Heureusement il y a la jolie Maggie (Carrie-Ann Moss) la voisine de Linda. Pas un ange mais entre les deux le courant passe tout de suite et une liaison ne tarde pas à voir le jour. Il trouve entre les bras de Maggie l'attention et la tendresse dont il a tant besoin et qui lui permettent d'affronter le monde de Linda qui telle une enfant ne songe qu'à faire des bonhommes de neige, sauter sur son trampoline ou encore découper les flocons de neige qu'elle fait inlassablement tomber en pluie autour d'elle. La neige est son univers et se retrouve dans tous les coins de la maisons, que ce soit dans sa collection de boules de neige à secouer, accrochées au murs, aux fenêtres en cristallins pendentifs ou encore dans la bouche même de Linda, qui trouve à la neige fondue un goût orgasmique.

Les face-à-face entres les deux sont au débuts terriblement douloureux pour Alex qui a le sentiment de se retrouver face à un mur et est blessée par l'indifférence de Linda devant le drame qui vient de se jouer. Il lui faudra du temps pour la comprendre, entrer dans son monde et alors trouver un terrain de communication qui va sans qu'il s'en rende compte le faire réagir, l'aider à laisser sa personnalité se libérer. Il essayera de ce fait plusieurs fois de parler avec Linda à propos de son premier deuil sans se rendre compte qu'elle n'est pas la bonne interlocutrice, que ce n'est pas avec elle qu'il doit faire le chemin de l'acceptance mais bien tout seul. Les deux deuils n'ayant rien à voir l'un avec l'autre. L'extrême maniaquerie de Linda et son goût prononcé pour l'ordre donneront également lieu à des scènes pleines d'humour et il sera bien difficile pour Alan de quitter Wawa après l'enterrement pour finalement reprendre le chemin de sa vie et rejoindre Winnepig. Il ne saura pas que son séjour aura laissé plus de traces qu'il ne l'aurait soupçonné mais a toutefois compris Linda et lui a offert le seul cadeau capable de la toucher.
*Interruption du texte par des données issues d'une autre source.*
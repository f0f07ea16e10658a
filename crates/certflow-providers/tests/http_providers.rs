use serde_json::json;
use wiremock::matchers::{body_json, header, method, path};
use wiremock::{Mock, MockServer, ResponseTemplate};

use certflow_core::registry::{ProviderFactoryOptions, Registries};
use certflow_core::traits::{CertificateMaterial, Dns01Challenge};
use certflow_core::types::ConfigMap;
use certflow_providers::{
    register_builtins, HttpSettings, CHALLENGE_HTTPREQ, DEPLOYMENT_WEBHOOK, NOTIFICATION_WEBHOOK,
};

fn map(v: serde_json::Value) -> ConfigMap {
    v.as_object().cloned().unwrap()
}

fn registries() -> Registries {
    let mut registries = Registries::default();
    register_builtins(&mut registries, &HttpSettings::default()).unwrap();
    registries
}

fn material() -> CertificateMaterial {
    CertificateMaterial {
        certificate_id: "c1".into(),
        subject_alt_names: vec!["example.com".into(), "www.example.com".into()],
        certificate: "PEM_A".into(),
        issuer_certificate: String::new(),
        private_key: "KEY_A".into(),
        valid_to: None,
    }
}

#[tokio::test]
async fn webhook_deployer_posts_default_json_body() {
    let server = MockServer::start().await;
    Mock::given(method("POST"))
        .and(path("/deploy"))
        .and(header("X-Token", "secret"))
        .respond_with(ResponseTemplate::new(200).set_body_string("ok"))
        .expect(1)
        .mount(&server)
        .await;

    let options = ProviderFactoryOptions::new(
        map(json!({"url": format!("{}/deploy", server.uri()), "headers": "x-token: secret"})),
        ConfigMap::new(),
    );
    let deployer = registries().deployers.create(&DEPLOYMENT_WEBHOOK, &options).unwrap();
    let receipt = deployer.deploy(&material()).await.unwrap();
    assert!(receipt.summary.contains("200"));

    let requests = server.received_requests().await.unwrap();
    let body: serde_json::Value = serde_json::from_slice(&requests[0].body).unwrap();
    assert_eq!(body["certificate"], "PEM_A");
    assert_eq!(body["privateKey"], "KEY_A");
    assert_eq!(body["domains"], "example.com;www.example.com");
}

#[tokio::test]
async fn webhook_deployer_renders_template() {
    let server = MockServer::start().await;
    Mock::given(method("PUT"))
        .and(body_json(json!({"cert": "PEM_A", "key": "KEY_A", "host": "example.com"})))
        .respond_with(ResponseTemplate::new(204))
        .expect(1)
        .mount(&server)
        .await;

    let options = ProviderFactoryOptions::new(
        map(json!({"url": server.uri(), "method": "PUT"})),
        map(json!({
            "webhookData": concat!(
                r#"{"cert": "${CERTIFICATE}", "key": "${PRIVATE_KEY}", "#,
                r#""host": "${DOMAIN}"}"#
            )
        })),
    );
    let deployer = registries().deployers.create(&DEPLOYMENT_WEBHOOK, &options).unwrap();
    deployer.deploy(&material()).await.unwrap();
}

#[tokio::test]
async fn webhook_deployer_reports_http_failure() {
    let server = MockServer::start().await;
    Mock::given(method("POST"))
        .respond_with(ResponseTemplate::new(502).set_body_string("bad gateway"))
        .mount(&server)
        .await;

    let options = ProviderFactoryOptions::new(map(json!({"url": server.uri()})), ConfigMap::new());
    let deployer = registries().deployers.create(&DEPLOYMENT_WEBHOOK, &options).unwrap();
    let err = deployer.deploy(&material()).await.unwrap_err();
    assert!(err.to_string().contains("502"));
}

#[tokio::test]
async fn webhook_notifier_sends_subject_and_message() {
    let server = MockServer::start().await;
    Mock::given(method("POST"))
        .and(body_json(json!({"subject": "Renewed", "message": "example.com renewed"})))
        .respond_with(ResponseTemplate::new(200))
        .expect(1)
        .mount(&server)
        .await;

    let options = ProviderFactoryOptions::new(map(json!({"url": server.uri()})), ConfigMap::new());
    let notifier = registries().notifiers.create(&NOTIFICATION_WEBHOOK, &options).unwrap();
    notifier.notify("Renewed", "example.com renewed").await.unwrap();
}

#[tokio::test]
async fn httpreq_solver_presents_and_cleans_up() {
    let server = MockServer::start().await;
    let expected = json!({"fqdn": "_acme-challenge.example.com.", "value": "token-digest"});
    Mock::given(method("POST"))
        .and(path("/present"))
        .and(body_json(expected.clone()))
        .respond_with(ResponseTemplate::new(200))
        .expect(1)
        .mount(&server)
        .await;
    Mock::given(method("POST"))
        .and(path("/cleanup"))
        .and(body_json(expected))
        .respond_with(ResponseTemplate::new(200))
        .expect(1)
        .mount(&server)
        .await;

    let options =
        ProviderFactoryOptions::new(map(json!({"endpoint": server.uri()})), ConfigMap::new());
    let solver = registries()
        .challenge_solvers
        .create(&CHALLENGE_HTTPREQ, &options)
        .unwrap();
    let challenge = Dns01Challenge::new("example.com", "token-digest");
    solver.present(&challenge).await.unwrap();
    solver.cleanup(&challenge).await.unwrap();
}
Le film est servi par un casting de tout premier choix. Sigourney Weaver a passé un an à faire diverses recherches pour ce rôle. Elle a rencontré des autistes afin de comprendre comment la maladie fonctionne pour pouvoir en reproduire les symptomes de la manière la plus juste possible. Travail en amont couronné de succès. Elle est confondante de vérité, le regard vide, tourné vers son monde intérieur. Une âme d'enfant dans un corps d'adulte a qui échappe toutes réalités. Angela Pell a écrit le scénario avec Alan Rickman en tête qui a tout de suite été séduit par cette douloureuse histoire. Ce tournage fut l'un des plus faciles de sa carrière grâce à l'extraordinaire performance de Sigourney Weaver. Carry Ann Moss prête elle ses jolies épaules pour acceuillir Alan dans un rôle tout en simplicité.
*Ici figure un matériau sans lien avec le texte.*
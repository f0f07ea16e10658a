mod apply;
mod deploy;
mod flow;
mod monitor;
mod notify;
mod upload;

use chrono::Utc;
use futures::future::BoxFuture;

use certflow_core::error::Result;
use certflow_core::node::NodeType;
use certflow_core::traits::CertificateInfo;
use certflow_core::types::{new_id, Certificate, CertificateSource};

use crate::context::{NodeExecutionContext, NodeExecutionResult};

pub use apply::ApplyExecutor;
pub use deploy::{DeployExecutor, OUTPUT_DEPLOYED};
pub use flow::{BlockExecutor, ConditionExecutor, DelayExecutor, MarkerExecutor, TryCatchExecutor};
pub use monitor::MonitorExecutor;
pub use notify::NotifyExecutor;
pub use upload::UploadExecutor;

/// One strategy per node type.
pub trait NodeExecutor: Send + Sync {
    fn execute<'a>(
        &'a self,
        ctx: NodeExecutionContext<'a>,
    ) -> BoxFuture<'a, Result<NodeExecutionResult>>;
}

/// The executor responsible for `node_type`.
pub fn executor_for(node_type: NodeType) -> &'static dyn NodeExecutor {
    match node_type {
        NodeType::Start | NodeType::End => &MarkerExecutor,
        NodeType::Condition => &ConditionExecutor,
        NodeType::BranchBlock | NodeType::TryBlock | NodeType::CatchBlock => &BlockExecutor,
        NodeType::TryCatch => &TryCatchExecutor,
        NodeType::Delay => &DelayExecutor,
        NodeType::BizApply => &ApplyExecutor,
        NodeType::BizUpload => &UploadExecutor,
        NodeType::BizMonitor => &MonitorExecutor,
        NodeType::BizDeploy => &DeployExecutor,
        NodeType::BizNotify => &NotifyExecutor,
    }
}

/// A certificate record for material produced by the node in `ctx`.
pub(crate) fn new_certificate(
    ctx: &NodeExecutionContext<'_>,
    source: CertificateSource,
    info: CertificateInfo,
    certificate: String,
    issuer_certificate: String,
    private_key: String,
) -> Certificate {
    Certificate {
        id: new_id(),
        source,
        subject_alt_names: info.subject_alt_names,
        certificate,
        issuer_certificate,
        private_key,
        key_algorithm: info.key_algorithm,
        serial_number: info.serial_number,
        issuer_org: info.issuer_org,
        valid_from: info.valid_from,
        valid_to: info.valid_to,
        acme_account_url: String::new(),
        acme_certificate_url: String::new(),
        renewed_from_id: None,
        workflow_id: ctx.run.workflow_id.clone(),
        workflow_run_id: ctx.run.run_id.clone(),
        workflow_node_id: ctx.node.id.clone(),
        created_at: Utc::now(),
    }
}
Marc Evans signe un très beau film intimiste. Simple. Sans de spectaculaires effets de caméra dont il n'a de toute façon pas besoin car le scénario est magnifiquement écrit. Un film humain qui parle de choses ordinaires. Du respect de l'autre et de sa différence. Les seules conditions étant de prendre la peine de comprendre et de s'intéresser à ce qui nous échappe car cela peut aussi nous faire avancer. Dommage que ce genre de schéma n'arrive qu'au cinéma.